Now reread the last paragraph and substitute the word ‘process’ with the word ‘business’.  The principles are exactly the same.  Most executives (people in your class) do not understand that businesses have designs.  They know products have designs and some will know processes have designs but few if any will know that the business has an actual design.  And because they do not know designs exist in businesses they do not look at the design when they are having performance issues.  They look at their employees (remember performance = design + execution) and if you can not see the design you go after execution.  This is why so many projects in companies have such a low ROI and management is frustrated with their investments.  They are not resolving the root cause.

 

I know this is a roundabout way of getting to one suggestion I would have with your course.  And that is context.  Context provides the appropriate background for any area of study.  One pet peeve of mine is when people judge actions taken decades ago and use today’s mores as the backdrop.  Without knowing what was going on in the past those judging do not have the right context to understand the actions that were taken.  Without understanding the entire business your students may not fully grasp Operations.  I do see that you speak about business and process design and I want to encourage you to show how things are connected, not separated.  It really is not ‘business and operations’ any more that it was ‘the business and IT’.  All of it is the business because “Everything is connected to everything”.

 

There is a particular sequence that leads up to the performance requirements for Operations.

Ø      Capstone. 

o       Strategic information such as the determination of the performance goals for the company.  What are the revenue goals and profit goals?  They drive everything. 
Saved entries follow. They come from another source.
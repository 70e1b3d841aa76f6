// src/plan/stage.rs

use std::fmt;
use std::path::{Path, PathBuf};
use std::sync::Arc;

use crate::types::StageKind;

/// Callback run by a bundler right after a successful bundle.
pub type AfterBundle = Arc<dyn Fn(&StageSpec) -> anyhow::Result<()> + Send + Sync>;

/// Where a stage writes its artifacts, relative to its working directory.
#[derive(Debug, Clone, PartialEq, Eq)]
pub enum OutputTarget {
    File(PathBuf),
    Dir(PathBuf),
}

impl OutputTarget {
    pub fn path(&self) -> &Path {
        match self {
            OutputTarget::File(p) | OutputTarget::Dir(p) => p,
        }
    }
}

impl fmt::Display for OutputTarget {
    fn fmt(&self, f: &mut fmt::Formatter<'_>) -> fmt::Result {
        match self {
            OutputTarget::File(p) => write!(f, "file {}", p.display()),
            OutputTarget::Dir(p) => write!(f, "dir {}", p.display()),
        }
    }
}

/// One bundling unit. Built by the planner, consumed once by the executor.
#[derive(Clone)]
pub struct StageSpec {
    pub kind: StageKind,
    pub name: String,
    /// Entry points, relative to `working_dir`.
    pub entry_points: Vec<PathBuf>,
    pub output: OutputTarget,
    /// Working-directory-relative paths excluded from the entry points.
    pub ignore: Vec<String>,
    pub working_dir: PathBuf,
    pub on_after_bundle: Option<AfterBundle>,
}

impl fmt::Debug for StageSpec {
    fn fmt(&self, f: &mut fmt::Formatter<'_>) -> fmt::Result {
        f.debug_struct("StageSpec")
            .field("kind", &self.kind)
            .field("name", &self.name)
            .field("entry_points", &self.entry_points)
            .field("output", &self.output)
            .field("ignore", &self.ignore)
            .field("working_dir", &self.working_dir)
            .field("on_after_bundle", &self.on_after_bundle.is_some())
            .finish()
    }
}

impl StageSpec {
    pub fn new(
        kind: StageKind,
        working_dir: impl Into<PathBuf>,
        entry_points: Vec<PathBuf>,
        output: OutputTarget,
    ) -> Self {
        Self {
            kind,
            name: kind.bundler_name().to_string(),
            entry_points,
            output,
            ignore: Vec::new(),
            working_dir: working_dir.into(),
            on_after_bundle: None,
        }
    }

    pub fn with_ignore(mut self, ignore: Vec<String>) -> Self {
        self.ignore = ignore;
        self
    }

    pub fn with_after_bundle(mut self, callback: AfterBundle) -> Self {
        self.on_after_bundle = Some(callback);
        self
    }
}

/// All stages of one invocation: the primary config stage plus the optional
/// dependents, each `Some` only when its sources exist.
#[derive(Debug, Clone)]
pub struct PipelineStages {
    pub config: StageSpec,
    pub hooks: Option<StageSpec>,
    pub webhooks: Option<StageSpec>,
    pub operations: Option<StageSpec>,
}

impl PipelineStages {
    pub fn config_only(config: StageSpec) -> Self {
        Self {
            config,
            hooks: None,
            webhooks: None,
            operations: None,
        }
    }

    /// Every planned stage in fixed stage order.
    pub fn iter(&self) -> impl Iterator<Item = &StageSpec> {
        std::iter::once(&self.config)
            .chain(self.hooks.as_ref())
            .chain(self.webhooks.as_ref())
            .chain(self.operations.as_ref())
    }
}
o       In addition you have to understand the competitive environment.  Without knowing the competitive environment you are making plans in a vacuum.  Returning to the idea of context, the competitive environment provides the context for designing the business for success. 

Ø      Market Model.

o       Markets, customer segments, product groups, products and Value Propositions.
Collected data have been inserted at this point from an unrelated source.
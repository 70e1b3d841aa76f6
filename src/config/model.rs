// src/config/model.rs

use std::collections::BTreeMap;
use std::path::PathBuf;

use serde::Deserialize;

/// Configuration as read from a TOML file, before validation.
///
/// ```toml
/// [layout]
/// config_entry = "bundlegen.config.ts"
/// server_entry = "bundlegen.server.ts"
/// out_dir = "generated/bundle"
///
/// [bundler]
/// cmd = "esbuild"
///
/// [process]
/// executable = "node"
/// env = { API_URL = "http://localhost:9991" }
/// ```
///
/// All sections are optional and have reasonable defaults.
#[derive(Debug, Clone, Deserialize, Default)]
#[serde(deny_unknown_fields)]
pub struct RawConfigFile {
    #[serde(default)]
    pub layout: LayoutSection,

    #[serde(default)]
    pub bundler: BundlerSection,

    #[serde(default)]
    pub process: ProcessSection,
}

/// Validated configuration. Only constructible through `TryFrom<RawConfigFile>`.
#[derive(Debug, Clone)]
pub struct ConfigFile {
    pub layout: LayoutSection,
    pub bundler: BundlerSection,
    pub process: ProcessSection,
}

impl ConfigFile {
    pub(crate) fn new_unchecked(
        layout: LayoutSection,
        bundler: BundlerSection,
        process: ProcessSection,
    ) -> Self {
        Self {
            layout,
            bundler,
            process,
        }
    }
}

impl Default for ConfigFile {
    fn default() -> Self {
        let raw = RawConfigFile::default();
        Self::new_unchecked(raw.layout, raw.bundler, raw.process)
    }
}

/// `[layout]` section: where sources live and where bundles go.
#[derive(Debug, Clone, Deserialize)]
#[serde(deny_unknown_fields)]
pub struct LayoutSection {
    /// Primary config entry point. Required to exist.
    #[serde(default = "default_config_entry")]
    pub config_entry: String,

    /// Server hooks entry point. Optional; enables every dependent stage.
    #[serde(default = "default_server_entry")]
    pub server_entry: String,

    #[serde(default = "default_webhooks_dir")]
    pub webhooks_dir: String,

    #[serde(default = "default_operations_dir")]
    pub operations_dir: String,

    /// Output root, relative to the project directory.
    #[serde(default = "default_out_dir")]
    pub out_dir: PathBuf,

    /// Paths (relative to the project directory) never treated as sources.
    #[serde(default = "default_ignore")]
    pub ignore: Vec<String>,

    /// File extensions considered entry points during discovery.
    #[serde(default = "default_extensions")]
    pub extensions: Vec<String>,
}

fn default_config_entry() -> String {
    "bundlegen.config.ts".to_string()
}

fn default_server_entry() -> String {
    "bundlegen.server.ts".to_string()
}

fn default_webhooks_dir() -> String {
    "webhooks".to_string()
}

fn default_operations_dir() -> String {
    "operations".to_string()
}

fn default_out_dir() -> PathBuf {
    PathBuf::from("generated").join("bundle")
}

fn default_ignore() -> Vec<String> {
    vec!["generated".to_string(), "node_modules".to_string()]
}

fn default_extensions() -> Vec<String> {
    vec!["ts".to_string(), "js".to_string()]
}

impl Default for LayoutSection {
    fn default() -> Self {
        Self {
            config_entry: default_config_entry(),
            server_entry: default_server_entry(),
            webhooks_dir: default_webhooks_dir(),
            operations_dir: default_operations_dir(),
            out_dir: default_out_dir(),
            ignore: default_ignore(),
            extensions: default_extensions(),
        }
    }
}

/// `[bundler]` section: the external bundler command.
#[derive(Debug, Clone, Deserialize)]
#[serde(deny_unknown_fields)]
pub struct BundlerSection {
    #[serde(default = "default_bundler_cmd")]
    pub cmd: String,

    /// Extra arguments passed before the entry points.
    #[serde(default = "default_bundler_args")]
    pub args: Vec<String>,
}

fn default_bundler_cmd() -> String {
    "esbuild".to_string()
}

fn default_bundler_args() -> Vec<String> {
    vec![
        "--bundle".to_string(),
        "--platform=node".to_string(),
        "--format=cjs".to_string(),
        "--sourcemap".to_string(),
        "--log-level=warning".to_string(),
    ]
}

impl Default for BundlerSection {
    fn default() -> Self {
        Self {
            cmd: default_bundler_cmd(),
            args: default_bundler_args(),
        }
    }
}

/// `[process]` section: how the bundled config is executed.
#[derive(Debug, Clone, Deserialize)]
#[serde(deny_unknown_fields)]
pub struct ProcessSection {
    #[serde(default = "default_executable")]
    pub executable: String,

    /// Extra environment appended after the production-mode variables.
    #[serde(default)]
    pub env: BTreeMap<String, String>,
}

fn default_executable() -> String {
    "node".to_string()
}

impl Default for ProcessSection {
    fn default() -> Self {
        Self {
            executable: default_executable(),
            env: BTreeMap::new(),
        }
    }
}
o       Determine whether your Market Model can deliver on your revenue goals.  If not you have to make adjustments to the Market Model design.  You may increase your markets, sell to new customers, develop new products or redesign existing products.  You may acquire an existing company which will broaden your Market Model.

o       Part of the work in documenting the Market Model is determining customer expectations.  This is critical because Market Model requirements are input into Operations (Process Model).

Ø      Process Model. 

o       The Process Model contains all of the processes that the business performs.  What I am referring to may be slightly different than how you think about it.  Selling is a process.  Marketing is a process.  Assembling components is a process.  Making components is a process.  There are processes that focus on Creating Demand for a company’s products and services.  There are processes created in order to Fulfill Demand for those products and services.  I expect that in your course you equate Operations with Fulfill Demand processes.  If I am correct in that assumption I would suggest that in the future you consider all processes as part of Operations.  That is why Lean concepts work on the shop floor and in the office as well. 
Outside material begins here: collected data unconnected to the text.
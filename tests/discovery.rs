// tests/discovery.rs

use std::path::{Path, PathBuf};

use bundlegen::discover::{self, EntryFilter, discover_paths};
use bundlegen::errors::PipelineError;
use bundlegen::fs::RealFileSystem;
use bundlegen::fs::mock::MockFileSystem;
use tempfile::TempDir;

fn filter() -> EntryFilter {
    EntryFilter::new(
        &["ts".to_string(), ".js".to_string()],
        &["operations/generated".to_string(), "node_modules/".to_string()],
    )
    .unwrap()
}

#[test]
fn filter_matches_extensions_and_honours_ignores() {
    let f = filter();

    assert!(f.matches("operations/users/get.ts"));
    assert!(f.matches("webhooks/hook.js"));
    assert!(!f.matches("operations/users/README.md"));
    assert!(!f.matches("operations/generated/models.ts"));
    assert!(!f.matches("node_modules/pkg/index.js"));
    assert!(f.is_ignored("node_modules"));
}

#[test]
fn flat_discovery_ignores_nested_directories() {
    let fs = MockFileSystem::new();
    let root = Path::new("/p");
    fs.add_file("/p/webhooks/a.ts", "");
    fs.add_file("/p/webhooks/nested/b.ts", "");

    let found = discover_paths(&fs, root, &root.join("webhooks"), &filter(), false).unwrap();
    assert_eq!(found, vec![PathBuf::from("webhooks/a.ts")]);
}

#[test]
fn recursive_discovery_skips_ignored_subtrees() {
    let fs = MockFileSystem::new();
    let root = Path::new("/p");
    fs.add_file("/p/operations/b.ts", "");
    fs.add_file("/p/operations/users/a.js", "");
    fs.add_file("/p/operations/generated/models.ts", "");

    let found = discover_paths(&fs, root, &root.join("operations"), &filter(), true).unwrap();
    assert_eq!(
        found,
        vec![
            PathBuf::from("operations/b.ts"),
            PathBuf::from("operations/users/a.js"),
        ]
    );
}

#[test]
fn project_dir_must_exist() {
    let fs = MockFileSystem::new();
    let err = discover::find_project_dir(&fs, Path::new("/nope")).unwrap_err();
    assert!(matches!(err, PipelineError::ProjectDirNotFound(_)));
}

#[test]
fn real_filesystem_discovery_and_entry_points() {
    let dir = TempDir::new().unwrap();
    std::fs::create_dir_all(dir.path().join("operations/users")).unwrap();
    std::fs::write(dir.path().join("operations/users/get.ts"), "").unwrap();
    std::fs::write(dir.path().join("bundlegen.config.ts"), "").unwrap();

    let fs = RealFileSystem;
    let root = discover::find_project_dir(&fs, dir.path()).unwrap();

    let entry = discover::entry_point_exists(&fs, &root, "bundlegen.config.ts").unwrap();
    assert_eq!(entry, root.join("bundlegen.config.ts"));
    assert!(discover::entry_point_exists(&fs, &root, "bundlegen.server.ts").is_err());
    assert!(discover::directory_exists(&fs, &root.join("operations")));

    let found = discover_paths(&fs, &root, &root.join("operations"), &filter(), true).unwrap();
    assert_eq!(found, vec![PathBuf::from("operations/users/get.ts")]);
}

#[test]
fn existing_project_dir_is_canonicalized() {
    let fs = MockFileSystem::new();
    fs.add_dir("/project");

    let dir = discover::find_project_dir(&fs, Path::new("/project")).unwrap();
    assert_eq!(dir, PathBuf::from("/project"));
}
o       The point I wish to make here is that the performance requirements for processes is not arbitrary.  The market place will determine what is an acceptable price or acceptable lead time both of which are determined by the Process design (Operations).  The market gives Operations the minimum requirements in order to be competitive.

 

I will stop here.  I have probably worn out my welcome by now.  You should know there are two more Models that are part of a business design:  Organizational Model and Systems Model.  If you wish to have an overview of them I would be glad to share it with you.

 

Everything I have written comes from my business partner and me.  I can not direct you to a different source because we are the sources for these ideas.  This is just the tip of our ice berg.  I have much, much more I could discuss. 

 

Let me know if you wish any clarification on the ideas I have presented.  I will be glad to respond.”